Was motiviert uns dazu, unter dem Namen „Black Lives Matter Berlin“ Widerstand zu organisieren?
Josephine Akrapu:
Für mich geht es vor allem um die Verbindung von globaler und lokaler Vernetzung. Ich werde auch nicht müde, das zu sagen: Rassismus gegen Schwarze Menschen ist international, also müssen wir Bewegungen wie Black Lives Matter (BLM) international denken. Genau das ist es übrigens auch, was mich dazu befähigt, den BLM Monat zu organisieren – Rassismus gegen Schwarze Menschen ist eine kollektive Erfahrung.

Shaheen Wacker: Wenn ich sage „Black Lives Matter“, dann sage ich auch, dass mein eigenes Leben zählt, dass ich als Mensch, meine Erfahrungen und mein Leben nicht nur als Teil der Schwarzen Community, sondern als Teil der Gesamtgesellschaft von Bedeutung sind. Das klingt vielleicht komisch, aber das ist mir eigentlich erst im vergangenen Jahr wirklich bewusst geworden. Rassismus in Deutschland bedeutet für mich vor allem psychische Gewalt. Eine Folge davon ist Depression. Ich habe mich lange damit beschäftigt, wie es sein kann, dass meine – wie ich finde absolut normale – Reaktion auf alltägliche psychische Gewalterfahrungen in dieser Gesellschaft pathologisiert wird. Jemand hat mal gesagt: „It is no measure of health to be well adjusted to a profoundly sick society“. Das klingt logisch, oder? Deswegen eine Therapie zu machen, hat sich für mich immer so angefühlt, als würde ich aufgeben. Als würde ich zulassen, dass man mich für verrückt erklärt. Dabei ist die Welt krank und nicht ich. Aber eine Therapie ist im besten Fall ein Weg, in dieser Welt zu überleben.

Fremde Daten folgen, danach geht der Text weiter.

//! Document ingestion endpoints

use axum::{
    extract::{Multipart, State},
    Json,
};
use std::time::Instant;

use crate::error::{Error, Result};
use crate::server::state::AppState;
use crate::types::{IngestError, IngestResponse, TextIngestRequest};

/// POST /api/ingest - Upload and process files
///
/// Each file succeeds or fails on its own; failures are reported per file.
pub async fn ingest_files(
    State(state): State<AppState>,
    mut multipart: Multipart,
) -> Result<Json<IngestResponse>> {
    let start = Instant::now();
    let mut documents = Vec::new();
    let mut errors = Vec::new();

    while let Some(field) = multipart
        .next_field()
        .await
        .map_err(|e| Error::InvalidRequest(format!("Failed to read multipart field: {}", e)))?
    {
        let Some(filename) = field.file_name().map(str::to_string) else {
            continue;
        };

        let data = match field.bytes().await {
            Ok(d) => d,
            Err(e) => {
                errors.push(IngestError {
                    filename,
                    error: format!("Failed to read file: {}", e),
                });
                continue;
            }
        };

        tracing::info!("Processing file: {} ({} bytes)", filename, data.len());

        match state.engine().ingest_bytes(&filename, &data).await {
            Ok(report) => documents.push(report),
            Err(e) => {
                tracing::warn!("Failed to ingest {}: {}", filename, e);
                errors.push(IngestError {
                    filename,
                    error: e.to_string(),
                });
            }
        }
    }

    if documents.is_empty() && errors.is_empty() {
        return Err(Error::InvalidRequest("no files in upload".to_string()));
    }

    Ok(Json(IngestResponse::new(
        documents,
        errors,
        start.elapsed().as_millis() as u64,
    )))
}

/// POST /api/ingest/text - Save pasted text as a document and index it
pub async fn ingest_text(
    State(state): State<AppState>,
    Json(request): Json<TextIngestRequest>,
) -> Result<Json<IngestResponse>> {
    let start = Instant::now();
    let report = state
        .engine()
        .ingest_text(&request.title, &request.text)
        .await?;

    Ok(Json(IngestResponse::new(
        vec![report],
        Vec::new(),
        start.elapsed().as_millis() as u64,
    )))
}
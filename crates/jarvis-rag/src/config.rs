//! Configuration for the RAG system
//!
//! Values come from three layers, later ones winning: built-in defaults, an
//! optional TOML file, and environment variables.

use serde::{Deserialize, Serialize};
use std::path::{Path, PathBuf};

use crate::error::{Error, Result};

/// Main RAG system configuration
#[derive(Debug, Clone, Default, Serialize, Deserialize)]
#[serde(default)]
pub struct RagConfig {
    /// Server configuration
    pub server: ServerConfig,
    /// Embedding configuration
    pub embeddings: EmbeddingConfig,
    /// Chunking configuration
    pub chunking: ChunkingConfig,
    /// Ollama/LLM configuration
    pub llm: LlmConfig,
    /// Vector database configuration
    pub vector_db: VectorDbConfig,
    /// Retrieval configuration
    pub retrieval: RetrievalConfig,
    /// Local file storage
    pub storage: StorageConfig,
}

impl RagConfig {
    /// Load configuration from an optional TOML file, then apply environment overrides
    pub fn load(path: Option<&Path>) -> Result<Self> {
        let mut config = match path {
            Some(path) => {
                let content = std::fs::read_to_string(path).map_err(|e| {
                    Error::Config(format!("Failed to read {}: {}", path.display(), e))
                })?;
                toml::from_str(&content).map_err(|e| {
                    Error::Config(format!("Failed to parse {}: {}", path.display(), e))
                })?
            }
            None => Self::default(),
        };

        config.apply_env_overrides(|key| std::env::var(key).ok())?;
        Ok(config)
    }

    /// Apply overrides from a key lookup (normally the process environment)
    pub fn apply_env_overrides<F>(&mut self, lookup: F) -> Result<()>
    where
        F: Fn(&str) -> Option<String>,
    {
        if let Some(key) = lookup("PINECONE_API_KEY") {
            self.vector_db.api_key = Some(key);
        }
        if let Some(name) = lookup("PINECONE_INDEX_NAME") {
            self.vector_db.index_name = name;
        }
        if let Some(region) = lookup("PINECONE_ENVIRONMENT") {
            self.vector_db.region = region;
        }
        if let Some(host) = lookup("PINECONE_HOST") {
            self.vector_db.host = Some(host);
        }
        if let Some(backend) = lookup("JARVIS_VECTOR_BACKEND") {
            self.vector_db.backend = match backend.to_lowercase().as_str() {
                "pinecone" => VectorBackend::Pinecone,
                "memory" => VectorBackend::Memory,
                other => {
                    return Err(Error::Config(format!("Unknown vector backend: {}", other)))
                }
            };
        }
        if let Some(model) = lookup("EMBEDDING_MODEL") {
            self.embeddings.model = model;
        }
        if let Some(size) = lookup("CHUNK_SIZE") {
            self.chunking.chunk_size = parse_env("CHUNK_SIZE", &size)?;
        }
        if let Some(overlap) = lookup("CHUNK_OVERLAP") {
            self.chunking.chunk_overlap = parse_env("CHUNK_OVERLAP", &overlap)?;
        }
        if let Some(model) = lookup("LLM_MODEL") {
            self.llm.model = model;
        }
        if let Some(temperature) = lookup("LLM_TEMPERATURE") {
            self.llm.temperature = parse_env("LLM_TEMPERATURE", &temperature)?;
        }
        if let Some(max_tokens) = lookup("LLM_MAX_TOKENS") {
            self.llm.max_tokens = parse_env("LLM_MAX_TOKENS", &max_tokens)?;
        }
        if let Some(url) = lookup("OLLAMA_BASE_URL") {
            self.llm.base_url = url;
        }
        if let Some(dir) = lookup("JARVIS_DOCUMENTS_DIR") {
            self.storage.documents_dir = PathBuf::from(dir);
        }
        Ok(())
    }

    /// Validate all required settings
    pub fn validate(&self) -> Result<()> {
        let mut errors = Vec::new();

        if self.vector_db.backend == VectorBackend::Pinecone
            && self.vector_db.api_key.as_deref().map_or(true, str::is_empty)
        {
            errors.push("PINECONE_API_KEY is not set".to_string());
        }
        if self.vector_db.index_name.trim().is_empty() {
            errors.push("vector index name is empty".to_string());
        }
        if self.llm.model.trim().is_empty() {
            errors.push("LLM model name is empty".to_string());
        }
        if self.embeddings.model.trim().is_empty() {
            errors.push("embedding model name is empty".to_string());
        }
        if self.embeddings.dimensions == 0 {
            errors.push("embedding dimension must be positive".to_string());
        }

        if !errors.is_empty() {
            return Err(Error::Config(errors.join("; ")));
        }

        self.chunking.validate()
    }
}

fn parse_env<T: std::str::FromStr>(key: &str, value: &str) -> Result<T> {
    value
        .trim()
        .parse()
        .map_err(|_| Error::Config(format!("{} has an invalid value: {}", key, value)))
}

/// Server configuration
#[derive(Debug, Clone, Serialize, Deserialize)]
#[serde(default)]
pub struct ServerConfig {
    /// Host address
    pub host: String,
    /// Port number
    pub port: u16,
    /// Enable CORS
    pub enable_cors: bool,
    /// Maximum upload size in bytes (default: 50MB)
    pub max_upload_size: usize,
}

impl Default for ServerConfig {
    fn default() -> Self {
        Self {
            host: "0.0.0.0".to_string(),
            port: 8080,
            enable_cors: true,
            max_upload_size: 50 * 1024 * 1024,
        }
    }
}

/// Which embedding backend to use
#[derive(Debug, Clone, Copy, Default, Serialize, Deserialize, PartialEq, Eq)]
#[serde(rename_all = "lowercase")]
pub enum EmbeddingBackend {
    /// Sentence-transformer model run in-process through ONNX Runtime
    #[default]
    Onnx,
    /// Ollama `/api/embeddings`
    Ollama,
}

/// Embedding configuration
#[derive(Debug, Clone, Serialize, Deserialize)]
#[serde(default)]
pub struct EmbeddingConfig {
    /// Embedding backend
    pub backend: EmbeddingBackend,
    /// Model to use (default: all-MiniLM-L6-v2)
    pub model: String,
    /// Embedding dimensions (384 for MiniLM)
    pub dimensions: usize,
    /// Batch size for embedding generation
    pub batch_size: usize,
    /// Maximum sequence length
    pub max_length: usize,
    /// Cache directory for models
    pub cache_dir: PathBuf,
}

impl Default for EmbeddingConfig {
    fn default() -> Self {
        Self {
            backend: EmbeddingBackend::Onnx,
            model: "all-MiniLM-L6-v2".to_string(),
            dimensions: 384,
            batch_size: 32,
            max_length: 256,
            cache_dir: dirs::cache_dir()
                .unwrap_or_else(|| PathBuf::from("."))
                .join("jarvis-rag")
                .join("models"),
        }
    }
}

/// Text chunking configuration
#[derive(Debug, Clone, Serialize, Deserialize)]
#[serde(default)]
pub struct ChunkingConfig {
    /// Chunk size in characters
    pub chunk_size: usize,
    /// Overlap between consecutive chunks in characters
    pub chunk_overlap: usize,
}

impl ChunkingConfig {
    /// Overlap must be strictly smaller than the chunk size
    pub fn validate(&self) -> Result<()> {
        if self.chunk_size == 0 {
            return Err(Error::InvalidConfiguration(
                "chunk_size must be greater than zero".to_string(),
            ));
        }
        if self.chunk_overlap >= self.chunk_size {
            return Err(Error::InvalidConfiguration(format!(
                "chunk_overlap ({}) must be smaller than chunk_size ({})",
                self.chunk_overlap, self.chunk_size
            )));
        }
        Ok(())
    }
}

impl Default for ChunkingConfig {
    fn default() -> Self {
        Self {
            chunk_size: 500,
            chunk_overlap: 50,
        }
    }
}

/// LLM (Ollama) configuration
#[derive(Debug, Clone, Serialize, Deserialize)]
#[serde(default)]
pub struct LlmConfig {
    /// Ollama base URL
    pub base_url: String,
    /// Generation model name
    pub model: String,
    /// Embedding model name (only used with the Ollama embedding backend)
    pub embed_model: String,
    /// Temperature for generation
    pub temperature: f32,
    /// Upper bound on generated tokens
    pub max_tokens: u32,
    /// Sampling: top-k
    pub top_k: u32,
    /// Sampling: nucleus probability
    pub top_p: f32,
    /// Sampling: repetition penalty
    pub repeat_penalty: f32,
    /// Request timeout in seconds
    pub timeout_secs: u64,
}

impl Default for LlmConfig {
    fn default() -> Self {
        Self {
            base_url: "http://localhost:11434".to_string(),
            model: "qwen2.5:7b".to_string(),
            embed_model: "all-minilm".to_string(),
            temperature: 0.3,
            max_tokens: 512,
            top_k: 40,
            top_p: 0.9,
            repeat_penalty: 1.1,
            timeout_secs: 120,
        }
    }
}

/// Which vector store backend to use
#[derive(Debug, Clone, Copy, Default, Serialize, Deserialize, PartialEq, Eq)]
#[serde(rename_all = "lowercase")]
pub enum VectorBackend {
    /// Hosted Pinecone index
    #[default]
    Pinecone,
    /// Process-local index, contents lost on exit
    Memory,
}

/// Vector database configuration
#[derive(Debug, Clone, Serialize, Deserialize)]
#[serde(default)]
pub struct VectorDbConfig {
    /// Backend selection
    pub backend: VectorBackend,
    /// Pinecone API key
    #[serde(skip_serializing)]
    pub api_key: Option<String>,
    /// Index name
    pub index_name: String,
    /// Serverless cloud used when creating the index
    pub cloud: String,
    /// Serverless region used when creating the index
    pub region: String,
    /// Data-plane host; resolved from the control plane when unset
    pub host: Option<String>,
    /// Control-plane base URL
    pub control_plane_url: String,
    /// Pinecone API version header
    pub api_version: String,
    /// Similarity metric used when creating the index
    pub metric: String,
    /// Vectors per upsert request
    pub upsert_batch_size: usize,
    /// Request timeout in seconds
    pub timeout_secs: u64,
}

impl Default for VectorDbConfig {
    fn default() -> Self {
        Self {
            backend: VectorBackend::Pinecone,
            api_key: None,
            index_name: "enterprise-jarvis".to_string(),
            cloud: "aws".to_string(),
            region: "us-east-1".to_string(),
            host: None,
            control_plane_url: "https://api.pinecone.io".to_string(),
            api_version: "2024-07".to_string(),
            metric: "cosine".to_string(),
            upsert_batch_size: 100,
            timeout_secs: 30,
        }
    }
}

/// Retrieval configuration
#[derive(Debug, Clone, Serialize, Deserialize)]
#[serde(default)]
pub struct RetrievalConfig {
    /// Number of chunks to retrieve per question
    pub top_k: usize,
    /// Matches scoring below this are treated as irrelevant
    pub min_score: f32,
    /// Maximum characters of chunk text shown in a citation
    pub snippet_length: usize,
}

impl Default for RetrievalConfig {
    fn default() -> Self {
        Self {
            top_k: 3,
            min_score: 0.3,
            snippet_length: 300,
        }
    }
}

/// Local file storage configuration
#[derive(Debug, Clone, Serialize, Deserialize)]
#[serde(default)]
pub struct StorageConfig {
    /// Where uploaded and pasted documents are written
    pub documents_dir: PathBuf,
    /// Keep a copy of every upload on disk
    pub save_uploads: bool,
}

impl Default for StorageConfig {
    fn default() -> Self {
        Self {
            documents_dir: PathBuf::from("data").join("raw_documents"),
            save_uploads: true,
        }
    }
}

#[cfg(test)]
mod tests {
    use super::*;
    use std::collections::HashMap;

    #[test]
    fn test_defaults() {
        let config = RagConfig::default();
        assert_eq!(config.chunking.chunk_size, 500);
        assert_eq!(config.chunking.chunk_overlap, 50);
        assert_eq!(config.embeddings.dimensions, 384);
        assert_eq!(config.vector_db.index_name, "enterprise-jarvis");
        assert_eq!(config.llm.model, "qwen2.5:7b");
        assert_eq!(config.llm.max_tokens, 512);
    }

    #[test]
    fn test_env_overrides() {
        let env: HashMap<&str, &str> = [
            ("PINECONE_API_KEY", "pc-test"),
            ("CHUNK_SIZE", "800"),
            ("CHUNK_OVERLAP", "100"),
            ("LLM_TEMPERATURE", "0.1"),
            ("JARVIS_VECTOR_BACKEND", "memory"),
        ]
        .into_iter()
        .collect();

        let mut config = RagConfig::default();
        config
            .apply_env_overrides(|key| env.get(key).map(|v| v.to_string()))
            .unwrap();

        assert_eq!(config.vector_db.api_key.as_deref(), Some("pc-test"));
        assert_eq!(config.chunking.chunk_size, 800);
        assert_eq!(config.chunking.chunk_overlap, 100);
        assert!((config.llm.temperature - 0.1).abs() < f32::EPSILON);
        assert_eq!(config.vector_db.backend, VectorBackend::Memory);
    }

    #[test]
    fn test_bad_env_value() {
        let mut config = RagConfig::default();
        let result = config.apply_env_overrides(|key| {
            (key == "CHUNK_SIZE").then(|| "lots".to_string())
        });
        assert!(matches!(result, Err(Error::Config(_))));
    }

    #[test]
    fn test_missing_api_key() {
        let config = RagConfig::default();
        assert!(matches!(config.validate(), Err(Error::Config(_))));

        let mut config = RagConfig::default();
        config.vector_db.backend = VectorBackend::Memory;
        assert!(config.validate().is_ok());
    }

    #[test]
    fn test_overlap_must_be_smaller() {
        let mut config = RagConfig::default();
        config.vector_db.backend = VectorBackend::Memory;
        config.chunking.chunk_overlap = 500;
        assert!(matches!(
            config.validate(),
            Err(Error::InvalidConfiguration(_))
        ));
    }

    #[test]
    fn test_toml_partial() {
        let config: RagConfig = toml::from_str(
            r#"
            [chunking]
            chunk_size = 1000

            [vector_db]
            backend = "memory"
            "#,
        )
        .unwrap();
        assert_eq!(config.chunking.chunk_size, 1000);
        assert_eq!(config.chunking.chunk_overlap, 50);
        assert_eq!(config.vector_db.backend, VectorBackend::Memory);
    }
}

Ein anderer Weg ist es, aktiven Widerstand zu leisten. Indem ich mich politisch mit Leuten organisiere, die ebenfalls der Ansicht sind, dass es für alle gesünder ist, gemeinsam die Gesellschaft zu verändern, statt an den Menschen rumzudoktern, die diese Gesellschaft krank macht. Politisch aktiv zu sein, vor allem unter dem Slogan „Black Lives Matter“, befreit mich von Isolation und von dem Gefühl, in dieser Gesellschaft machtlos zu sein. Ich verstehe BLM als eine Bewegung, die sich sowohl nach außen als auch nach innen richtet. Genauer genommen bewegen wir uns sogar von innen nach außen. Jede Person ist als Teil dieser Bewegung zugleich ihr Zentrum. Ich sehe intersektionale Kollektive, in denen Menschen aus den Schnittmengen ihrer Diskriminierungserfahrungen neue, machtkritische Methoden entwickeln als die treibende Kraft einer alternativen Gesellschaft. BLM ist für mich ein erster konkreter Schritt in diese Richtung.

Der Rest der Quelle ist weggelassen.